• **What is required**
Line by line, copy the listing below exactly.

• **Records for this task**
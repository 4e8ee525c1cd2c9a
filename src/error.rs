//! 错误类型
//!
//! 用法错误在调用点同步返回，仿真仍然可用；协议违规、结构性死锁与任务失败
//! 都是致命错误，会把协调器标记为已损坏，之后只允许销毁。

use thiserror::Error;

use crate::sim::{EventType, NodeId, SimTime};

/// 调用方传参/构图错误
#[derive(Error, Debug, Clone, PartialEq, Eq)]
pub enum UsageError {
    #[error("malformed node id {0:?}")]
    MalformedId(String),

    #[error("duplicate node id {0}")]
    DuplicateId(NodeId),

    #[error("unknown node id {0}")]
    UnknownId(NodeId),

    #[error("node {0} cannot subscribe to itself")]
    SelfSubscription(NodeId),

    #[error("node {node} is a {actual}, expected {expected}")]
    RoleMismatch {
        node: NodeId,
        expected: &'static str,
        actual: &'static str,
    },

    #[error("reply type {reply} is not permitted by request {request} from {producer}")]
    ReplyTypeNotPermitted {
        producer: NodeId,
        request: EventType,
        reply: EventType,
    },

    #[error("window target {target} must be after committed clock {clock}")]
    NonMonotonicWindow { clock: SimTime, target: SimTime },

    #[error("event time {time} outside open window ({start}, {end}]")]
    OutsideWindow {
        time: SimTime,
        start: SimTime,
        end: SimTime,
    },

    #[error("node {node} raised time {time} before its previous event at {last}")]
    NonMonotonicTime {
        node: NodeId,
        time: SimTime,
        last: SimTime,
    },

    #[error("node {node} raised time {time} before the {floor} it promised downstream")]
    BeforePromise {
        node: NodeId,
        time: SimTime,
        floor: SimTime,
    },

    #[error("node {node} reused ordinal {ordinal}")]
    NonMonotonicOrdinal { node: NodeId, ordinal: u64 },

    #[error("node {node} raised an event carrying producer id {producer}")]
    WrongProducer { node: NodeId, producer: NodeId },

    #[error("wake time {time} is not after the node clock {now}")]
    WakeInPast { time: SimTime, now: SimTime },
}

/// 协议违规：状态已损坏
#[derive(Error, Debug, Clone, PartialEq, Eq)]
pub enum ProtocolViolation {
    #[error("response {reply} from {responder} matches no outstanding request of {target}")]
    UnmatchedResponse {
        responder: NodeId,
        target: NodeId,
        reply: EventType,
    },

    #[error("response {reply} to {target} arrived before its request (ordinal {ordinal}) was registered")]
    ResponseBeforeRequest {
        target: NodeId,
        reply: EventType,
        ordinal: u64,
    },

    #[error("node {node} received an event at {time} behind its processed time {processed}")]
    LateEvent {
        node: NodeId,
        time: SimTime,
        processed: SimTime,
    },

    #[error("node {node} exited cleanly at {processed} without reaching the boundary {boundary}")]
    BoundaryNotReached {
        node: NodeId,
        processed: SimTime,
        boundary: SimTime,
    },
}

/// 任务失败的原因：节点返回的错误，或逃逸出节点逻辑的 panic
#[derive(Error, Debug, Clone, PartialEq, Eq)]
pub enum FailureCause {
    #[error("{0}")]
    Error(SimError),

    #[error("panicked: {0}")]
    Panic(String),
}

/// 单个任务捕获到的失败
#[derive(Error, Debug, Clone, PartialEq, Eq)]
#[error("{node}: {cause}")]
pub struct TaskFailure {
    pub node: NodeId,
    pub cause: FailureCause,
}

impl TaskFailure {
    pub fn protocol_violation(&self) -> Option<&ProtocolViolation> {
        match &self.cause {
            FailureCause::Error(SimError::Protocol(v)) => Some(v),
            _ => None,
        }
    }
}

#[derive(Error, Debug, Clone, PartialEq, Eq)]
pub enum SimError {
    #[error(transparent)]
    Usage(#[from] UsageError),

    #[error("protocol violation: {0}")]
    Protocol(#[from] ProtocolViolation),

    #[error("circular dependency at window end {window_end}: no progress for {pending:?}")]
    CircularDependency {
        window_end: SimTime,
        pending: Vec<NodeId>,
    },

    #[error("{} task(s) failed: {}", .0.len(), join_failures(.0))]
    TaskFailures(Vec<TaskFailure>),

    #[error("node {node} failed: {message}")]
    Node { node: NodeId, message: String },

    #[error("engine is dead after a fatal failure")]
    Dead,

    #[error("failed to build thread pool: {0}")]
    ThreadPool(String),
}

impl SimError {
    /// 节点逻辑自身报告的失败
    pub fn node(node: &NodeId, message: impl Into<String>) -> Self {
        SimError::Node {
            node: node.clone(),
            message: message.into(),
        }
    }

    /// 用法错误之外的错误都会令协调器失效
    pub fn is_fatal(&self) -> bool {
        !matches!(self, SimError::Usage(_))
    }
}

fn join_failures(failures: &[TaskFailure]) -> String {
    failures
        .iter()
        .map(ToString::to_string)
        .collect::<Vec<_>>()
        .join("; ")
}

• **Solved problem**
repository 4e8ee525c1cd2c9a
filename src/error.rs
//! 错误类型
//!
//! 用法错误在调用点同步返回，仿真仍然可用；协议违规、结构性死锁与任务失败
//! 都是致命错误，会把协调器标记为已损坏，之后只允许销毁。

use thiserror::Error;

use crate::sim::{EventType, NodeId, SimTime};

/// 调用方传参/构图错误
#[derive(Error, Debug, Clone, PartialEq, Eq)]
pub enum UsageError {
    #[error("malformed node id {0:?}")]
    MalformedId(String),

    #[error("duplicate node id {0}")]
    DuplicateId(NodeId),

    #[error("unknown node id {0}")]
    UnknownId(NodeId),

    #[error("node {0} cannot subscribe to itself")]
    SelfSubscription(NodeId),

    #[error("node {node} is a {actual}, expected {expected}")]
    RoleMismatch {
        node: NodeId,
        expected: &'static str,
        actual: &'static str,
    },

    #[error("reply type {reply} is not permitted by request {request} from {producer}")]
    ReplyTypeNotPermitted {
        producer: NodeId,
        request: EventType,
        reply: EventType,
    },

    #[error("window target {target} must be after committed clock {clock}")]
    NonMonotonicWindow { clock: SimTime, target: SimTime },

    #[error("event time {time} outside open window ({start}, {end}]")]
    OutsideWindow {
        time: SimTime,
        start: SimTime,
        end: SimTime,
    },

    #[error("node {node} raised time {time} before its previous event at {last}")]
    NonMonotonicTime {
        node: NodeId,
        time: SimTime,
        last: SimTime,
    },

    #[error("node {node} raised time {time} before the {floor} it promised downstream")]
    BeforePromise {
        node: NodeId,
        time: SimTime,
        floor: SimTime,
    },

    #[error("node {node} reused ordinal {ordinal}")]
    NonMonotonicOrdinal { node: NodeId, ordinal: u64 },

    #[error("node {node} raised an event carrying producer id {producer}")]
    WrongProducer { node: NodeId, producer: NodeId },

    #[error("wake time {time} is not after the node clock {now}")]
    WakeInPast { time: SimTime, now: SimTime },
}

/// 协议违规：状态已损坏
#[derive(Error, Debug, Clone, PartialEq, Eq)]
pub enum ProtocolViolation {
    #[error("response {reply} from {responder} matches no outstanding request of {target}")]
    UnmatchedResponse {
        responder: NodeId,
        target: NodeId,
        reply: EventType,
    },

    #[error("response {reply} to {target} arrived before its request (ordinal {ordinal}) was registered")]
    ResponseBeforeRequest {
        target: NodeId,
        reply: EventType,
        ordinal: u64,
    },

    #[error("node {node} received an event at {time} behind its processed time {processed}")]
    LateEvent {
        node: NodeId,
        time: SimTime,
        processed: SimTime,
    },

    #[error("node {node} exited cleanly at {processed} without reaching the boundary {boundary}")]
    BoundaryNotReached {
        node: NodeId,
        processed: SimTime,
        boundary: SimTime,
    },
}

/// 任务失败的原因：节点返回的错误，或逃逸出节点逻辑的 panic
#[derive(Error, Debug, Clone, PartialEq, Eq)]
pub enum FailureCause {
    #[error("{0}")]
    Error(SimError),

    #[error("panicked: {0}")]
    Panic(String),
}

/// 单个任务捕获到的失败
#[derive(Error, Debug, Clone, PartialEq, Eq)]
#[error("{node}: {cause}")]
pub struct TaskFailure {
    pub node: NodeId,
    pub cause: FailureCause,
}

impl TaskFailure {
    pub fn protocol_violation(&self) -> Option<&ProtocolViolation> {
        match &self.cause {
            FailureCause::Error(SimError::Protocol(v)) => Some(v),
            _ => None,
        }
    }
}

#[derive(Error, Debug, Clone, PartialEq, Eq)]
pub enum SimError {
    #[error(transparent)]
    Usage(#[from] UsageError),

    #[error("protocol violation: {0}")]
    Protocol(#[from] ProtocolViolation),

    #[error("circular dependency at window end {window_end}: no progress for {pending:?}")]
    CircularDependency {
        window_end: SimTime,
        pending: Vec<NodeId>,
    },

    #[error("{} task(s) failed: {}", .0.len(), join_failures(.0))]
    TaskFailures(Vec<TaskFailure>),

    #[error("node {node} failed: {message}")]
    Node { node: NodeId, message: String },

    #[error("engine is dead after a fatal failure")]
    Dead,

    #[error("failed to build thread pool: {0}")]
    ThreadPool(String),
}

impl SimError {
    /// 节点逻辑自身报告的失败
    pub fn node(node: &NodeId, message: impl Into<String>) -> Self {
        SimError::Node {
            node: node.clone(),
            message: message.into(),
        }
    }

    /// 用法错误之外的错误都会令协调器失效
    pub fn is_fatal(&self) -> bool {
        !matches!(self, SimError::Usage(_))
    }
}

fn join_failures(failures: &[TaskFailure]) -> String {
    failures
        .iter()
        .map(ToString::to_string)
        .collect::<Vec<_>>()
        .join("; ")
}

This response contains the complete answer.